Hopes that a deal is being thrashed out has helped shore up sentiment in markets in recent days as has the IMF's revelation that it aims to raise up to $500 billion to meet its $1 trillion financing needs in coming years. The new money to be raised includes $200 billion that European countries recently agreed to hand the IMF.
"There was a time when the idea that a body like the IMF would need such a huge amount of money to cover such a short period of time would have been taken as bad news," said Gary Jenkins, an analyst at Swordfish Research. "This is not the first time in this crisis that a big figure has been thrown out there so it will be interesting to see if this time there is any reality behind the number."

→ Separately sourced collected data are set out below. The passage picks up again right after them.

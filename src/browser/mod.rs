pub mod locator;
pub mod page;

pub use locator::{BrowserLocator, RealProbe, SystemProbe};
pub use page::PageOptions;

use crate::config::BrowserConfig;
use crate::timeouts::ms;
use crate::{BridgeError, Result};
use chromiumoxide::{Browser, Page};
use futures::StreamExt;
use std::sync::Arc;
use std::sync::atomic::{AtomicU64, Ordering};
use std::time::{Duration, Instant};
use tempfile::TempDir;
use tokio::sync::Mutex;

const LAUNCH_FLAGS: &[&str] = &[
    "--disable-background-networking",
    "--disable-background-timer-throttling",
    "--disable-extensions",
    "--disable-component-extensions-with-background-pages",
    "--disable-default-apps",
    "--disable-sync",
    "--no-first-run",
    "--no-default-browser-check",
    "--disable-features=Translate,ProfilePickerOnStartup",
    "--mute-audio",
];

const DEBUG_PORT_BASE: u16 = 9222;

struct ManagedSession {
    browser: Arc<Browser>,
    profile_dir: TempDir,
    ws_endpoint: String,
    debug_port: u16,
    launched_at: Instant,
    generation: u64,
}

/// Owns at most one headless browser at a time: discovers an executable,
/// launches with an isolated temporary profile, reuses the instance while
/// its liveness probe succeeds, and evicts it after idle timeout.
pub struct BrowserSessionManager {
    session: Mutex<Option<ManagedSession>>,
    locator: BrowserLocator,
    config: BrowserConfig,
    /// Bumped on every session create/destroy; guards deferred cleanup.
    session_generation: AtomicU64,
    /// Bumped on every acquire; stale idle-eviction timers compare and bail.
    activity_generation: AtomicU64,
    http: reqwest::Client,
}

impl BrowserSessionManager {
    pub fn new(config: BrowserConfig) -> Self {
        Self {
            locator: BrowserLocator::new(config.clone()),
            session: Mutex::new(None),
            config,
            session_generation: AtomicU64::new(0),
            activity_generation: AtomicU64::new(0),
            http: reqwest::Client::new(),
        }
    }

    /// Get a live browser, reusing the current session when its liveness
    /// probe succeeds and launching a fresh one otherwise. Cancels any
    /// pending idle eviction.
    pub async fn acquire(self: &Arc<Self>) -> Result<Arc<Browser>> {
        self.activity_generation.fetch_add(1, Ordering::SeqCst);

        let mut slot = self.session.lock().await;

        if let Some(session) = slot.as_ref() {
            if self.probe_liveness(session.debug_port).await {
                tracing::debug!(
                    age_secs = session.launched_at.elapsed().as_secs(),
                    "Reusing headless browser session"
                );
                let browser = session.browser.clone();
                drop(slot);
                self.schedule_idle_eviction();
                return Ok(browser);
            }
            tracing::warn!("Headless session failed liveness probe, relaunching");
            let dead = slot.take().expect("session just observed");
            self.defer_profile_cleanup(dead);
        }

        let session = self.launch().await?;
        let browser = session.browser.clone();
        *slot = Some(session);
        drop(slot);

        self.schedule_idle_eviction();
        Ok(browser)
    }

    /// Open a new page on the managed session, applying the requested
    /// options, and navigate it. Validates the URL before touching any
    /// process state. Pages are never reused across calls.
    pub async fn connect_for_page(self: &Arc<Self>, url: &str, options: &PageOptions) -> Result<Page> {
        let target = page::validate_target_url(url)?;

        let browser = self.acquire().await?;
        let new_page = browser
            .new_page("about:blank")
            .await
            .map_err(|e| BridgeError::BrowserLaunch(format!("Failed to open page: {}", e)))?;

        page::apply_options(&new_page, options).await?;
        page::navigate(
            &new_page,
            target.as_str(),
            Duration::from_secs(self.config.navigation_timeout_secs),
        )
        .await?;

        if let Some(selector) = options.wait_for_selector.as_deref() {
            page::wait_for_selector(&new_page, selector).await;
        }

        Ok(new_page)
    }

    pub async fn has_session(&self) -> bool {
        self.session.lock().await.is_some()
    }

    pub async fn ws_endpoint(&self) -> Option<String> {
        self.session
            .lock()
            .await
            .as_ref()
            .map(|s| s.ws_endpoint.clone())
    }

    /// Close the current session, if any, and defer profile-dir cleanup.
    pub async fn disconnect(self: &Arc<Self>) {
        let taken = self.session.lock().await.take();
        if let Some(session) = taken {
            tracing::info!("Closing headless browser session");
            self.defer_profile_cleanup(session);
        }
    }

    async fn launch(self: &Arc<Self>) -> Result<ManagedSession> {
        let executable = self.locator.discover()?;
        let profile_dir = tempfile::Builder::new()
            .prefix("telemetry-bridge-profile-")
            .tempdir()
            .map_err(|e| BridgeError::BrowserLaunch(format!("Failed to create profile dir: {}", e)))?;

        let debug_port =
            crate::port::find_available_port_default("127.0.0.1", DEBUG_PORT_BASE).await?;

        let mut builder = chromiumoxide::BrowserConfig::builder()
            .chrome_executable(&executable)
            .port(debug_port)
            .user_data_dir(profile_dir.path());
        for flag in LAUNCH_FLAGS {
            builder = builder.arg(*flag);
        }
        let config = builder
            .build()
            .map_err(BridgeError::BrowserLaunch)?;

        // Profile dir is dropped (and removed) if launch fails; chromiumoxide
        // reaps a partially-started child on error.
        let (browser, mut handler) = Browser::launch(config)
            .await
            .map_err(|e| BridgeError::BrowserLaunch(e.to_string()))?;

        tokio::spawn(async move { while handler.next().await.is_some() {} });

        let ws_endpoint = browser.websocket_address().to_string();
        let generation = self.session_generation.fetch_add(1, Ordering::SeqCst) + 1;

        tracing::info!(
            executable = %executable.display(),
            port = debug_port,
            "Headless browser launched"
        );

        Ok(ManagedSession {
            browser: Arc::new(browser),
            profile_dir,
            ws_endpoint,
            debug_port,
            launched_at: Instant::now(),
            generation,
        })
    }

    /// Can the browser still enumerate its targets?
    async fn probe_liveness(&self, debug_port: u16) -> bool {
        let url = format!("http://127.0.0.1:{}/json/version", debug_port);
        match self
            .http
            .get(&url)
            .timeout(Duration::from_millis(ms::LIVENESS_PROBE))
            .send()
            .await
        {
            Ok(resp) => resp.status().is_success(),
            Err(_) => false,
        }
    }

    /// After `cleanup_timeout_secs` with no new acquire, close the session.
    /// Any acquire in the meantime invalidates this timer.
    fn schedule_idle_eviction(self: &Arc<Self>) {
        let armed_at = self.activity_generation.load(Ordering::SeqCst);
        let timeout = Duration::from_secs(self.config.cleanup_timeout_secs);
        let manager = self.clone();

        tokio::spawn(async move {
            tokio::time::sleep(timeout).await;
            if manager.activity_generation.load(Ordering::SeqCst) != armed_at {
                return;
            }
            if manager.has_session().await {
                tracing::info!(
                    idle_secs = timeout.as_secs(),
                    "Evicting idle headless browser session"
                );
                manager.disconnect().await;
            }
        });
    }

    /// Delete the session's temp profile after a short delay, unless a new
    /// session has been created since (its launch may still be touching
    /// the old directory during startup races).
    fn defer_profile_cleanup(self: &Arc<Self>, session: ManagedSession) {
        let closed_generation = session.generation;
        let manager = self.clone();

        tokio::spawn(async move {
            let ManagedSession {
                browser,
                profile_dir,
                ..
            } = session;
            drop(browser);

            tokio::time::sleep(Duration::from_millis(ms::PROFILE_CLEANUP_DELAY)).await;

            if manager.session_generation.load(Ordering::SeqCst) != closed_generation {
                let kept = profile_dir.keep();
                tracing::debug!(
                    path = %kept.display(),
                    "Skipping profile cleanup, a newer session exists"
                );
                return;
            }
            // TempDir drop removes the directory.
            drop(profile_dir);
        });
    }
}

#[cfg(test)]
mod tests {
    use super::*;

    #[tokio::test]
    async fn test_connect_for_page_rejects_malformed_url_before_launch() {
        let manager = Arc::new(BrowserSessionManager::new(BrowserConfig::default()));
        let result = manager
            .connect_for_page("not a url", &PageOptions::default())
            .await;
        assert!(matches!(result, Err(BridgeError::InvalidUrl(_))));
        // validation failed fast: no session was created
        assert!(!manager.has_session().await);
    }

    #[tokio::test]
    async fn test_connect_for_page_rejects_unsupported_scheme() {
        let manager = Arc::new(BrowserSessionManager::new(BrowserConfig::default()));
        let result = manager
            .connect_for_page("ftp://example.com/file", &PageOptions::default())
            .await;
        assert!(matches!(result, Err(BridgeError::InvalidUrl(_))));
    }

    #[test]
    fn test_launch_flags_disable_first_run_and_extensions() {
        assert!(LAUNCH_FLAGS.contains(&"--no-first-run"));
        assert!(LAUNCH_FLAGS.contains(&"--disable-extensions"));
        assert!(LAUNCH_FLAGS.contains(&"--disable-background-networking"));
    }
}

As investors awaited more details on the Greek deal and the IMF's fundraising, market movements were subdued.
In Europe, the FTSE 100 index of leading British shares was flat at 5,701 but France's CAC-40 rose 0.5 percent to 3,281. Germany's DAX fell 0.2 percent to 6,344 even though shares in Commerzbank AG rallied around 10 percent after it revealed it could raise euro5.3 billion ($6.8 billion) to shore up its capital base, as demanded by European regulators, without resorting to the state or shareholders.
A recent easing in concerns over Europe's debt crisis has helped the euro clamber off Monday's 17-month low against the dollar below $1.27. It's now trading around two cents higher at $1.2881, up 0.2 percent on the day.
Wall Street was poised for a flat opening, though a raft of U.S. earnings later from the likes of Bank of America and Morgan Stanley could change that. Dow futures were down 0.1 percent at 12,496 while the broader Standard & Poor's 500 futures fell a similar rate to 1,300.
"Unusually, at least compared to the last few months, Europe may not dwarf investor's agenda this afternoon as a host of U.S. firms are due to report," said Shavaz Dhalla, a trader at Spreadex.
Earlier in Asia, Japan's Nikkei 225 index rose 1 percent to close at 8,639.68. South Korea's Kospi rebounded 1.2 percent to 1,914.97 after a losing session Wednesday. Hong Kong's Hang Seng rose 1.3 percent at 19,942.95.
Oil prices remained supported above $101 a barrel — benchmark oil for February delivery was up 69 cents to $101.28 per barrel in electronic trading on the New York Mercantile Exchange.
Pamela Sampson in Bangkok contributed to this report.